What’s funny is “deal with it” is exactly the point. The unironic way he proudly announces his preferred identity is laughable.
@FlyingSquid “Ok, then. That was always allowed!”
So he’s saying he’s a proud, boy?
He must have been tired of people whistling at him from behind… Hmmm
Just think about the sad, long life of Janet… This man’s first cousin and long time beard that microwaves his Hormel chili each night.
If he’s proud of fucking a man, that’s fine. Weird way to write it, though.
i love the hanky
Hey look, it’s the inspiration for Hank Hill’s body proportions
He got tired of people not knowing he was a male I guess
The biggest offense here is calling something without sleeves a jacket
Is that a gift shop? Like where they sell fancy-looking jams and scented candles?
It is a Cracker Barrel. Restaurant with a gift shop. You checkout at the counter that is in the gift shop section.

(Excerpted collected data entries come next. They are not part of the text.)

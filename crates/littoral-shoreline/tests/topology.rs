//! Integration tests: full trace and local re-splice on small grids.

use littoral_core::{CellPos, NodeId};
use littoral_grid::{EdgeBehavior, Grid, GridEdge};
use littoral_shoreline::{replace_node, trace_all, NodeKind, Shoreline};
use littoral_test_utils::{grid_from_rows, island_grid, spit_grid, strip_grid};
use proptest::prelude::*;

fn traced(grid: &mut Grid) -> Shoreline {
    let mut shore = Shoreline::new();
    trace_all(grid, &mut shore).expect("trace");
    shore
}

/// Interior positions of the only chain, in link order.
fn cells(shore: &Shoreline) -> Vec<(usize, usize)> {
    let chain = shore.chain_ids()[0];
    shore
        .nodes(chain)
        .into_iter()
        .filter_map(|id| shore.position(id))
        .map(|p| (p.row, p.col))
        .collect()
}

fn edges(shore: &Shoreline) -> (Option<GridEdge>, Option<GridEdge>) {
    let chain = shore.chain_ids()[0];
    let ids = shore.nodes(chain);
    let edge = |id: Option<&NodeId>| match id.and_then(|&id| shore.get(id)).map(|n| n.kind) {
        Some(NodeKind::Boundary { edge }) => Some(edge),
        _ => None,
    };
    (edge(ids.first()), edge(ids.last()))
}

fn node_at(grid: &Grid, row: usize, col: usize) -> NodeId {
    grid.node_at(CellPos::new(row, col)).expect("enrolled cell")
}

// ── Full trace ──────────────────────────────────────────────────────

#[test]
fn straight_coast_is_one_open_chain() {
    let mut grid = strip_grid(3, 3, 1);
    let shore = traced(&mut grid);

    assert_eq!(shore.chain_count(), 1);
    assert_eq!(cells(&shore), vec![(1, 0), (1, 1), (1, 2)]);
    assert_eq!(edges(&shore), (Some(GridEdge::Left), Some(GridEdge::Right)));
    assert_eq!(shore.node_count(), 5);
    assert!(grid.node_at(CellPos::new(2, 1)).is_none());
    shore.validate(&grid).unwrap();
}

#[test]
fn lone_cell_is_a_closed_one_node_chain() {
    let mut grid = island_grid(5, 2, 2, 1);
    let shore = traced(&mut grid);

    let chain = shore.chain_ids()[0];
    assert!(shore.is_closed(chain));
    let id = node_at(&grid, 2, 2);
    assert_eq!(shore.prev(id), Some(id));
    assert_eq!(shore.next(id), Some(id));
    shore.validate(&grid).unwrap();
}

#[test]
fn square_island_is_traced_clockwise() {
    let mut grid = island_grid(4, 1, 1, 2);
    let shore = traced(&mut grid);

    assert_eq!(shore.chain_count(), 1);
    assert!(shore.is_closed(shore.chain_ids()[0]));
    assert_eq!(cells(&shore), vec![(1, 1), (1, 2), (2, 2), (2, 1)]);
    shore.validate(&grid).unwrap();
}

#[test]
fn one_cell_spit_is_walked_round_once() {
    let mut grid = spit_grid(5, 5, 3, 2, 2);
    let shore = traced(&mut grid);

    assert_eq!(shore.chain_count(), 1);
    assert!(!shore.is_closed(shore.chain_ids()[0]));
    assert_eq!(edges(&shore), (Some(GridEdge::Left), Some(GridEdge::Right)));
    let walked = cells(&shore);
    for cell in [(1, 2), (2, 2), (3, 0), (3, 4)] {
        assert_eq!(walked.iter().filter(|&&c| c == cell).count(), 1, "{cell:?}");
    }
    assert!(grid.node_at(CellPos::new(1, 2)).is_some());
    shore.validate(&grid).unwrap();
}

#[test]
fn separate_landmasses_get_separate_chains() {
    let mut grid = grid_from_rows(&[
        &[0.0, 0.0, 0.0, 0.0, 0.0, 0.0],
        &[0.0, 1.0, 0.0, 0.0, 0.0, 0.0],
        &[0.0, 0.0, 0.0, 0.0, 0.0, 0.0],
        &[1.0, 1.0, 1.0, 1.0, 1.0, 1.0],
    ]);
    let shore = traced(&mut grid);

    assert_eq!(shore.chain_count(), 2);
    let closed = shore.chain_ids().into_iter().filter(|&c| shore.is_closed(c)).count();
    assert_eq!(closed, 1);
    shore.validate(&grid).unwrap();
}

#[test]
fn enclosed_lake_is_not_a_shoreline() {
    let mut grid = grid_from_rows(&[
        &[0.0, 0.0, 0.0, 0.0, 0.0],
        &[1.0, 1.0, 1.0, 1.0, 1.0],
        &[1.0, 1.0, 0.0, 1.0, 1.0],
        &[1.0, 1.0, 1.0, 1.0, 1.0],
    ]);
    let shore = traced(&mut grid);

    assert_eq!(shore.chain_count(), 1);
    assert_eq!(cells(&shore), vec![(1, 0), (1, 1), (1, 2), (1, 3), (1, 4)]);
}

#[test]
fn wrapped_columns_close_the_coast() {
    let mut grid = strip_grid(3, 4, 1).with_edge(EdgeBehavior::Wrap);
    let shore = traced(&mut grid);

    let chain = shore.chain_ids()[0];
    assert!(shore.is_closed(chain));
    assert_eq!(cells(&shore), vec![(1, 0), (1, 1), (1, 2), (1, 3)]);
    shore.validate(&grid).unwrap();
}

#[test]
fn retrace_replaces_the_previous_chains() {
    let mut grid = strip_grid(3, 3, 1);
    let mut shore = traced(&mut grid);
    grid.set_occupancy(CellPos::new(0, 1), 1.0);
    trace_all(&mut grid, &mut shore).unwrap();

    assert_eq!(shore.chain_count(), 1);
    assert!(cells(&shore).contains(&(0, 1)));
    shore.validate(&grid).unwrap();
}

// ── Local re-splice ─────────────────────────────────────────────────

#[test]
fn splice_reaches_over_new_land() {
    let mut grid = strip_grid(4, 5, 2);
    let mut shore = traced(&mut grid);
    grid.set_occupancy(CellPos::new(1, 2), 0.3);

    let old = node_at(&grid, 2, 2);
    let resume = replace_node(&mut grid, &mut shore, old).unwrap();

    assert_eq!(shore.position(resume), Some(CellPos::new(2, 3)));
    assert_eq!(
        cells(&shore),
        vec![(2, 0), (2, 1), (1, 2), (2, 3), (2, 4)]
    );
    assert!(shore.get(old).is_none());
    shore.validate(&grid).unwrap();
}

#[test]
fn splice_dips_into_eroded_cell() {
    let mut grid = strip_grid(4, 5, 2);
    let mut shore = traced(&mut grid);
    grid.set_occupancy(CellPos::new(2, 2), 0.0);

    let old = node_at(&grid, 2, 2);
    replace_node(&mut grid, &mut shore, old).unwrap();

    assert_eq!(
        cells(&shore),
        vec![(2, 0), (2, 1), (3, 2), (2, 3), (2, 4)]
    );
    assert!(grid.node_at(CellPos::new(2, 2)).is_none());
    shore.validate(&grid).unwrap();
}

#[test]
fn splice_next_to_end_sentinel_reattaches_it() {
    let mut grid = strip_grid(4, 5, 2);
    let mut shore = traced(&mut grid);
    grid.set_occupancy(CellPos::new(2, 4), 0.0);

    let old = node_at(&grid, 2, 4);
    let resume = replace_node(&mut grid, &mut shore, old).unwrap();

    assert!(shore.is_boundary(resume));
    assert_eq!(cells(&shore), vec![(2, 0), (2, 1), (2, 2), (2, 3), (3, 4)]);
    assert_eq!(edges(&shore), (Some(GridEdge::Left), Some(GridEdge::Right)));
    shore.validate(&grid).unwrap();
}

#[test]
fn degenerate_closed_chain_cannot_be_spliced() {
    let mut grid = island_grid(5, 2, 2, 1);
    let mut shore = traced(&mut grid);
    grid.set_occupancy(CellPos::new(2, 2), 0.0);

    let node = node_at(&grid, 2, 2);
    let err = replace_node(&mut grid, &mut shore, node).unwrap_err();
    assert!(err.is_recoverable());
    assert_eq!(shore.chain_count(), 0);

    trace_all(&mut grid, &mut shore).unwrap();
    assert_eq!(shore.node_count(), 0);
}

// ── Properties ──────────────────────────────────────────────────────

fn binary_grid() -> impl Strategy<Value = Grid> {
    (2usize..7, 1usize..7).prop_flat_map(|(rows, cols)| {
        prop::collection::vec(prop::bool::weighted(0.55), rows * cols).prop_map(move |cells| {
            let occ: Vec<f64> = cells.into_iter().map(|b| if b { 1.0 } else { 0.0 }).collect();
            Grid::from_occupancy(rows, cols, 1.0, 1.0, &occ).unwrap()
        })
    })
}

proptest! {
    #[test]
    fn traced_shorelines_validate(mut grid in binary_grid()) {
        let mut shore = Shoreline::new();
        let traced = trace_all(&mut grid, &mut shore);
        prop_assert!(traced.is_ok(), "trace failed: {:?}", traced);
        prop_assert!(shore.validate(&grid).is_ok());
        for id in shore.interior_nodes() {
            let pos = shore.position(id).unwrap();
            prop_assert!(grid.is_land(pos));
            prop_assert_eq!(grid.node_at(pos), Some(id));
        }
    }

    #[test]
    fn wrapped_shorelines_validate(grid in binary_grid()) {
        let mut grid = grid.with_edge(EdgeBehavior::Wrap);
        let mut shore = Shoreline::new();
        let traced = trace_all(&mut grid, &mut shore);
        prop_assert!(traced.is_ok(), "trace failed: {:?}", traced);
        prop_assert!(shore.validate(&grid).is_ok());
    }
}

I don’t even really go there but I recognized that checkout counter instantly lol. Used to love the giftshop when I was a kid
It is a Cracker Barrel
This all makes complete sense now. Thank you!
Call him “ma’am” and see how upset he gets when you misgender him
Hmmm, on the other hand, he’s a fragile man child with a gun, and historically that goes bad for people with my complexion.
Men☕🤣
Thats a lot of words just to say “I’m a dumbass”
As if the truck nuts weren’t a clue.